Erst beim Fotografieren der Details wurde mir klar, was eigentlich ganz evident war, aber mir nie bewusst geworden war: dass die Lauben, die mir immer als homogene Einheit erschienen waren, eigentlich aus einer Vielzahl unterschiedlicher Elemente bestanden. Fast jeder Bogen der Bozner Lauben war anders als der andere: manche waren rund, manche oben gotisch spitz, manche schmal, manche breit, manche einfach, manche doppelt oder auch dreifach usw. Ich sah relativ schmale und breite Pfeiler, einzelne und doppelte Säulen. Manche Häuser, die nur 4 Meter breit waren, andere, die acht Meter oder noch breiter waren. Derselbe Vorgang wiederholte sich erst bei den Türen und Toren, an denen ich unendlich oft vorbeigegangen war, dann bei den oft passierten Durchgängen, welche die Laubenstraße mit den nördlich und südlich gelegenen Parallelgassen verbinden.
... weil das, was man immer sieht,
etwas ist, was man nie sieht ...
(Karl-Ove Knausgard, Sterben)
Eine Schule des Sehens?
Dann wiederholte ich die Operation in den Grieser Lauben: Ich begann erstmals bewusst wahrzunehmen, wie qualitätsvoll die einzelnen Türen aus schwerem Holz gemacht und wie groß sie sind. Und wie monumental sich die Grieser Lauben im Vergleich zu den Bozner Lauben präsentieren: dass diese nach Menschenmaß konzipiert sind, jene aber ganz bewusst den Menschen klein erscheinen lassen. Die Monumentalität der Grieser Lauben sollte die Größe der Zeit und die Macht des Staates sichtbar und begreifbar machen: der Einzelne kann an dieser Größe partizipieren und sich ihr zur Verfügung stellen oder er wird überrollt. Mir wurde auch klar, wie sehr die Grieser Lauben den Geist der Moderne atmen, den sie freilich ins Monumentale und Totalitäre verlängern.

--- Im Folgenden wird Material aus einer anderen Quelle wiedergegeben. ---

mod baseline;
mod paths;
mod policy;
mod progress;
mod record;
mod report;
mod scope;
mod verification;

pub use baseline::{BundleInfo, InstallationBaseline, BASELINE_SCHEMA_VERSION};
pub use paths::{normalize_path, resolve_under_root};
pub use policy::{CorruptedHandling, UninstallPolicy, VerificationPolicy};
pub use progress::{NoProgress, ProgressObserver, ProgressTracker};
pub use record::{is_sha256_hex, FileRecord};
pub use report::{
    FailedEntry, IntegrityReport, Recommendation, ReportEntry, UninstallOutcome, UninstallReport,
};
pub use scope::InstallScope;
pub use verification::{Classifications, VerificationResult, VerificationSummary};
use std::sync::Mutex;

pub trait ProgressObserver: Sync {
    fn on_progress(&self, percent: u8, message: &str);
}

impl<F> ProgressObserver for F
where
    F: Fn(u8, &str) + Sync,
{
    fn on_progress(&self, percent: u8, message: &str) {
        self(percent, message)
    }
}

#[derive(Debug, Clone, Copy, Default)]
pub struct NoProgress;

impl ProgressObserver for NoProgress {
    fn on_progress(&self, _percent: u8, _message: &str) {}
}

/// Forwards progress to an observer, never letting the percentage go
/// backwards and capping it at 100.
///
/// The lock is held across the callback so concurrent reporters are
/// delivered in order.
pub struct ProgressTracker<'a> {
    observer: &'a dyn ProgressObserver,
    last: Mutex<u8>,
}

impl<'a> ProgressTracker<'a> {
    pub fn new(observer: &'a dyn ProgressObserver) -> Self {
        Self {
            observer,
            last: Mutex::new(0),
        }
    }

    pub fn report(&self, percent: u8, message: &str) {
        let mut last = match self.last.lock() {
            Ok(guard) => guard,
            Err(poisoned) => poisoned.into_inner(),
        };
        let bounded = percent.min(100).max(*last);
        *last = bounded;
        self.observer.on_progress(bounded, message);
    }

    /// Reports step `done` of `total` mapped onto the `start..=end` band.
    pub fn report_step(&self, start: u8, end: u8, done: usize, total: usize, message: &str) {
        let span = u64::from(end.saturating_sub(start));
        let offset = if total == 0 {
            span
        } else {
            span * done.min(total) as u64 / total as u64
        };
        let percent = u64::from(start) + offset;
        self.report(u8::try_from(percent).unwrap_or(100), message);
    }
}
/// Unified error type for Lexigraph.
///
/// `InvalidSeed` and `Config` are fatal at start-up, before any node is
/// emitted. `Io` and `Parse` are per-file: the project walker logs them
/// and continues with the next sibling.
#[derive(Debug, thiserror::Error)]
pub enum LexigraphError {
    #[error("invalid trunk seed: {0}")]
    InvalidSeed(String),

    #[error("Parse error: {0}")]
    Parse(String),

    #[error("Unsupported file: {0}")]
    Unsupported(String),

    #[error("Configuration error: {0}")]
    Config(String),

    #[error("IO error: {0}")]
    Io(#[from] std::io::Error),

    #[error("JSON error: {0}")]
    Json(#[from] serde_json::Error),
}
//! Pre-order AST walk.
//!
//! Visits every named syntax node depth-first, allocating keys in visit
//! order, so a parent's key always precedes all of its descendants' keys
//! in the emitted stream. An explicit ancestor stack keeps the enclosing
//! parent key available in O(1) and carries the per-parent child-key lists
//! that become `olderSiblings`.

use lexigraph_core::{normalize_kind_name, GraphNode, KeyAllocator, Kind, LexigraphError};
use tree_sitter::Node as SyntaxNode;

use crate::emit::NodeSink;
use crate::grammar::Grammar;

/// Named trivia the emitted dialect does not model: comments, line
/// continuations, and string delimiter tokens. Skipped without recursion.
const SKIPPED_KINDS: &[&str] = &["comment", "line_continuation", "string_start", "string_end"];

/// Walks one parsed syntax tree, emitting one node per named syntax
/// element.
pub struct AstWalker<'a, S: NodeSink> {
    filename: &'a str,
    source: &'a [u8],
    grammar: &'a dyn Grammar,
    keys: &'a mut KeyAllocator,
    sink: &'a mut S,
    stack: Vec<GraphNode>,
    /// Child keys recorded directly under the external parent.
    top_siblings: Vec<String>,
    emitted: usize,
}

impl<'a, S: NodeSink> AstWalker<'a, S> {
    pub fn new(
        filename: &'a str,
        source: &'a [u8],
        grammar: &'a dyn Grammar,
        keys: &'a mut KeyAllocator,
        sink: &'a mut S,
    ) -> Self {
        Self {
            filename,
            source,
            grammar,
            keys,
            sink,
            stack: Vec::new(),
            top_siblings: Vec::new(),
            emitted: 0,
        }
    }

    /// Walk the tree rooted at `root`, attaching its top-level node(s)
    /// under `parent_key`. Returns the number of nodes emitted.
    pub fn walk(mut self, root: SyntaxNode<'_>, parent_key: &str) -> Result<usize, LexigraphError> {
        self.visit(root, parent_key)?;
        Ok(self.emitted)
    }

    fn visit(&mut self, syntax: SyntaxNode<'_>, external_parent: &str) -> Result<(), LexigraphError> {
        if !syntax.is_named() || SKIPPED_KINDS.contains(&syntax.kind()) {
            return Ok(());
        }

        let kind_name = normalize_kind_name(syntax.kind());
        let classification = self.grammar.classify(&kind_name);

        let mut node = GraphNode::new(
            self.keys.next(),
            Kind::new(self.grammar.namespace(), kind_name, classification.orderable),
            classification.common_kind,
        );

        node.set_property("filename", self.filename);
        let start = syntax.start_position();
        let end = syntax.end_position();
        node.set_property("start_line", start.row + 1);
        node.set_property("start_column", start.column);
        node.set_property("end_line", end.row + 1);
        node.set_property("end_column", end.column);

        if matches!(syntax.kind(), "function_definition" | "class_definition") {
            if let Some(name) = syntax.child_by_field_name("name") {
                node.set_property("name", node_text(name, self.source));
            }
        }

        match self.stack.last() {
            Some(parent) => {
                node.parent_key = parent.key.clone();
                node.older_siblings = parent.children.clone();
            }
            None => {
                node.parent_key = external_parent.to_string();
                node.older_siblings = self.top_siblings.clone();
            }
        }

        self.sink.emit(&node)?;
        self.emitted += 1;

        let key = node.key.clone();
        match self.stack.last_mut() {
            Some(parent) => parent.children.push(key),
            None => self.top_siblings.push(key),
        }

        self.stack.push(node);
        let mut cursor = syntax.walk();
        let children: Vec<SyntaxNode<'_>> = syntax.named_children(&mut cursor).collect();
        for child in children {
            self.visit(child, external_parent)?;
        }
        self.stack.pop();

        Ok(())
    }
}

fn node_text(node: SyntaxNode<'_>, source: &[u8]) -> String {
    node.utf8_text(source).unwrap_or("").to_string()
}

Die Vorarbeiten für mein Buch waren eine Seh-Übung oder mit anderen Worte eine Schule des Sehens. Und zwar eines Sehens, das umso mehr erkennt, je länger es hinschaut, also das glatte Gegenteil des konzeptuellen Blicks. In der Kunst hängt das längere Hinsehen mit einer Aufwertung der handwerklichen Komponente zusammen. Zum Beispiel wie im Fall des Oeuvres von Paul Thuile, in dem die Bleistiftzeichnung eine enorme Rolle spielt. Im Buch selbst manifestiert sich die Seh-Übung als Nebeneinander vergleichbarer oder auch entgegengesetzter Motive, die sich erst durch ihre Unterschiede gegenseitig sichtbar machen. Das Buch würde zu einer Schule des Sehens, wenn es ihm gelänge, dem Betrachter bekannte Realitäten plötzlich anders oder neu vor Augen treten zu lassen.